Find the line holding "use std::path::PathBuf;" in the entries below. Give it again exactly, along with every line after it up to and including the line holding "let path = self.progress_file();".

(Stored data)
*-*-*

//! Per-user progress through the curriculum
//!
//! Tracks completed themes per lesson, solved puzzle counts per theme and the
//! puzzles solved in the current review cycle. A missing record always means
//! "not started".

pub mod streak;

use chrono::{DateTime, Utc};
use serde::{Deserialize, Serialize};
use std::collections::{BTreeSet, HashMap, HashSet};
use std::fs;
use std::path::PathBuf;
use std::sync::Arc;
use thiserror::Error;
use tokio::sync::RwLock;

use crate::curriculum::{Curriculum, LessonStatus};
pub use streak::{StreakData, StreakSummary};

#[derive(Error, Debug)]
pub enum ProgressError {
    #[error("IO error: {0}")]
    Io(#[from] std::io::Error),
    #[error("JSON error: {0}")]
    Json(#[from] serde_json::Error),
    #[error("Theme not found: {0}")]
    UnknownTheme(String),
    #[error("Puzzle {puzzle} not found in theme {theme}")]
    UnknownPuzzle { theme: String, puzzle: String },
}

#[derive(Debug, Clone, Serialize, Deserialize, PartialEq)]
#[serde(rename_all = "camelCase")]
pub struct UserProgress {
    pub lesson_id: String,
    pub status: LessonStatus,
    pub themes_completed: BTreeSet<String>,
}

impl UserProgress {
    fn new(lesson_id: &str) -> Self {
        Self {
            lesson_id: lesson_id.to_string(),
            status: LessonStatus::InProgress,
            themes_completed: BTreeSet::new(),
        }
    }
}

#[derive(Debug, Clone, Serialize, Deserialize, PartialEq)]
#[serde(rename_all = "camelCase")]
pub struct ThemeProgress {
    pub theme_id: String,
    pub completed: bool,
    pub puzzles_solved: u32,
    pub total_puzzles: u32,
}

#[derive(Debug, Clone, Serialize, Deserialize, Default)]
struct UserRecords {
    lessons: HashMap<String, UserProgress>,
    themes: HashMap<String, ThemeProgress>,
    /// Every puzzle ever solved, per theme
    solved: HashMap<String, BTreeSet<String>>,
    /// Puzzles solved since the theme's review cycle was last reset
    review_cycle: HashMap<String, BTreeSet<String>>,
    streak: StreakData,
}

/// Progress store with file persistence
pub struct ProgressStore {
    data_dir: PathBuf,
    users: HashMap<String, UserRecords>,
}

impl ProgressStore {
    const PROGRESS_FILE: &'static str = "progress.json";

    pub fn new(data_dir: PathBuf) -> Result<Self, ProgressError> {
        let progress_dir = data_dir.join("progress");
        fs::create_dir_all(&progress_dir)?;

        let mut store = Self {
            data_dir: progress_dir,
            users: HashMap::new(),
        };
        store.load()?;
        Ok(store)
    }

    fn progress_file(&self) -> PathBuf {
        self.data_dir.join(Self::PROGRESS_FILE)
    }

    fn load(&mut self) -> Result<(), ProgressError> {
        let path = self.progress_file();
        if path.exists() {
            let content = fs::read_to_string(&path)?;
            self.users = serde_json::from_str(&content)?;
        }
        Ok(())
    }

    fn save(&self) -> Result<(), ProgressError> {
        let content = serde_json::to_string_pretty(&self.users)?;
        fs::write(self.progress_file(), content)?;
        Ok(())
    }

    /// Replace a user's records and persist. When the write fails the
    /// previous records are put back.
    fn commit_user(&mut self, user_id: &str, records: UserRecords) -> Result<(), ProgressError> {
        let previous = self.users.insert(user_id.to_string(), records);
        if let Err(e) = self.save() {
            match previous {
                Some(records) => self.users.insert(user_id.to_string(), records),
                None => self.users.remove(user_id),
            };
            return Err(e);
        }
        Ok(())
    }

    pub fn lessons_for(&self, user_id: &str) -> HashMap<String, UserProgress> {
        self.users
            .get(user_id)
            .map(|u| u.lessons.clone())
            .unwrap_or_default()
    }

    pub fn lesson_progress(&self, user_id: &str, lesson_id: &str) -> Option<&UserProgress> {
        self.users.get(user_id)?.lessons.get(lesson_id)
    }

    pub fn theme_progress(&self, user_id: &str, theme_id: &str) -> Option<&ThemeProgress> {
        self.users.get(user_id)?.themes.get(theme_id)
    }

    pub fn solved_in_cycle(&self, user_id: &str, theme_id: &str) -> HashSet<String> {
        self.users
            .get(user_id)
            .and_then(|u| u.review_cycle.get(theme_id))
            .map(|set| set.iter().cloned().collect())
            .unwrap_or_default()
    }

    pub fn streak(&self, user_id: &str, now: DateTime<Utc>) -> StreakSummary {
        self.users
            .get(user_id)
            .map(|u| u.streak.clone())
            .unwrap_or_default()
            .summary(now.date_naive())
    }

    pub fn record_puzzle_solved(
        &mut self,
        curriculum: &Curriculum,
        user_id: &str,
        theme_id: &str,
        puzzle_id: &str,
        now: DateTime<Utc>,
    ) -> Result<ThemeProgress, ProgressError> {
        let theme = curriculum
            .theme(theme_id)
            .ok_or_else(|| ProgressError::UnknownTheme(theme_id.to_string()))?;
        if !theme.puzzles.iter().any(|p| p.id == puzzle_id) {
            return Err(ProgressError::UnknownPuzzle {
                theme: theme_id.to_string(),
                puzzle: puzzle_id.to_string(),
            });
        }

        let mut user = self.users.get(user_id).cloned().unwrap_or_default();

        let first_solve = user
            .solved
            .entry(theme_id.to_string())
            .or_default()
            .insert(puzzle_id.to_string());
        user.review_cycle
            .entry(theme_id.to_string())
            .or_default()
            .insert(puzzle_id.to_string());

        let progress = user
            .themes
            .entry(theme_id.to_string())
            .or_insert_with(|| ThemeProgress {
                theme_id: theme_id.to_string(),
                completed: false,
                puzzles_solved: 0,
                total_puzzles: 0,
            });
        progress.total_puzzles = theme.puzzles.len() as u32;
        if first_solve {
            progress.puzzles_solved += 1;
        }
        let progress = progress.clone();

        user.lessons
            .entry(theme.lesson_id.clone())
            .or_insert_with(|| UserProgress::new(&theme.lesson_id));
        user.streak.record_activity(now.date_naive());

        self.commit_user(user_id, user)?;
        Ok(progress)
    }

    /// Mark a theme completed. The lesson becomes completed once all of its
    /// themes are. Completing an already completed theme changes nothing.
    pub fn complete_theme(
        &mut self,
        curriculum: &Curriculum,
        user_id: &str,
        theme_id: &str,
        now: DateTime<Utc>,
    ) -> Result<UserProgress, ProgressError> {
        let theme = curriculum
            .theme(theme_id)
            .ok_or_else(|| ProgressError::UnknownTheme(theme_id.to_string()))?;
        let lesson = curriculum
            .lesson_for_theme(theme_id)
            .ok_or_else(|| ProgressError::UnknownTheme(theme_id.to_string()))?;

        let mut user = self.users.get(user_id).cloned().unwrap_or_default();

        let theme_progress = user
            .themes
            .entry(theme_id.to_string())
            .or_insert_with(|| ThemeProgress {
                theme_id: theme_id.to_string(),
                completed: false,
                puzzles_solved: 0,
                total_puzzles: 0,
            });
        theme_progress.completed = true;
        theme_progress.total_puzzles = theme.puzzles.len() as u32;

        let lesson_progress = user
            .lessons
            .entry(lesson.id.clone())
            .or_insert_with(|| UserProgress::new(&lesson.id));
        lesson_progress.themes_completed.insert(theme_id.to_string());
        lesson_progress.status = if lesson
            .themes
            .iter()
            .all(|t| lesson_progress.themes_completed.contains(&t.id))
        {
            LessonStatus::Completed
        } else {
            LessonStatus::InProgress
        };
        let result = lesson_progress.clone();

        user.streak.record_activity(now.date_naive());

        self.commit_user(user_id, user)?;
        tracing::info!(
            "User {} completed theme {} ({:?})",
            user_id,
            theme_id,
            result.status
        );
        Ok(result)
    }

    pub fn reset_review_cycle(&mut self, user_id: &str, theme_id: &str) -> Result<(), ProgressError> {
        let Some(user) = self.users.get(user_id) else {
            return Ok(());
        };
        if !user.review_cycle.contains_key(theme_id) {
            return Ok(());
        }

        let mut user = user.clone();
        user.review_cycle.remove(theme_id);
        self.commit_user(user_id, user)
    }
}

/// Shared progress store type
pub type SharedProgressStore = Arc<RwLock<ProgressStore>>;

pub fn create_shared_store(data_dir: PathBuf) -> Result<SharedProgressStore, ProgressError> {
    let store = ProgressStore::new(data_dir)?;
    Ok(Arc::new(RwLock::new(store)))
}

*-*-*

# EXERCISE RESPONSE
use std::path::PathBuf;
use std::sync::Arc;
use thiserror::Error;
use tokio::sync::RwLock;

use crate::curriculum::{Curriculum, LessonStatus};
pub use streak::{StreakData, StreakSummary};

#[derive(Error, Debug)]
pub enum ProgressError {
    #[error("IO error: {0}")]
    Io(#[from] std::io::Error),
    #[error("JSON error: {0}")]
    Json(#[from] serde_json::Error),
    #[error("Theme not found: {0}")]
    UnknownTheme(String),
    #[error("Puzzle {puzzle} not found in theme {theme}")]
    UnknownPuzzle { theme: String, puzzle: String },
}

#[derive(Debug, Clone, Serialize, Deserialize, PartialEq)]
#[serde(rename_all = "camelCase")]
pub struct UserProgress {
    pub lesson_id: String,
    pub status: LessonStatus,
    pub themes_completed: BTreeSet<String>,
}

impl UserProgress {
    fn new(lesson_id: &str) -> Self {
        Self {
            lesson_id: lesson_id.to_string(),
            status: LessonStatus::InProgress,
            themes_completed: BTreeSet::new(),
        }
    }
}

#[derive(Debug, Clone, Serialize, Deserialize, PartialEq)]
#[serde(rename_all = "camelCase")]
pub struct ThemeProgress {
    pub theme_id: String,
    pub completed: bool,
    pub puzzles_solved: u32,
    pub total_puzzles: u32,
}

#[derive(Debug, Clone, Serialize, Deserialize, Default)]
struct UserRecords {
    lessons: HashMap<String, UserProgress>,
    themes: HashMap<String, ThemeProgress>,
    /// Every puzzle ever solved, per theme
    solved: HashMap<String, BTreeSet<String>>,
    /// Puzzles solved since the theme's review cycle was last reset
    review_cycle: HashMap<String, BTreeSet<String>>,
    streak: StreakData,
}

/// Progress store with file persistence
pub struct ProgressStore {
    data_dir: PathBuf,
    users: HashMap<String, UserRecords>,
}

impl ProgressStore {
    const PROGRESS_FILE: &'static str = "progress.json";

    pub fn new(data_dir: PathBuf) -> Result<Self, ProgressError> {
        let progress_dir = data_dir.join("progress");
        fs::create_dir_all(&progress_dir)?;

        let mut store = Self {
            data_dir: progress_dir,
            users: HashMap::new(),
        };
        store.load()?;
        Ok(store)
    }

    fn progress_file(&self) -> PathBuf {
        self.data_dir.join(Self::PROGRESS_FILE)
    }

    fn load(&mut self) -> Result<(), ProgressError> {
        let path = self.progress_file();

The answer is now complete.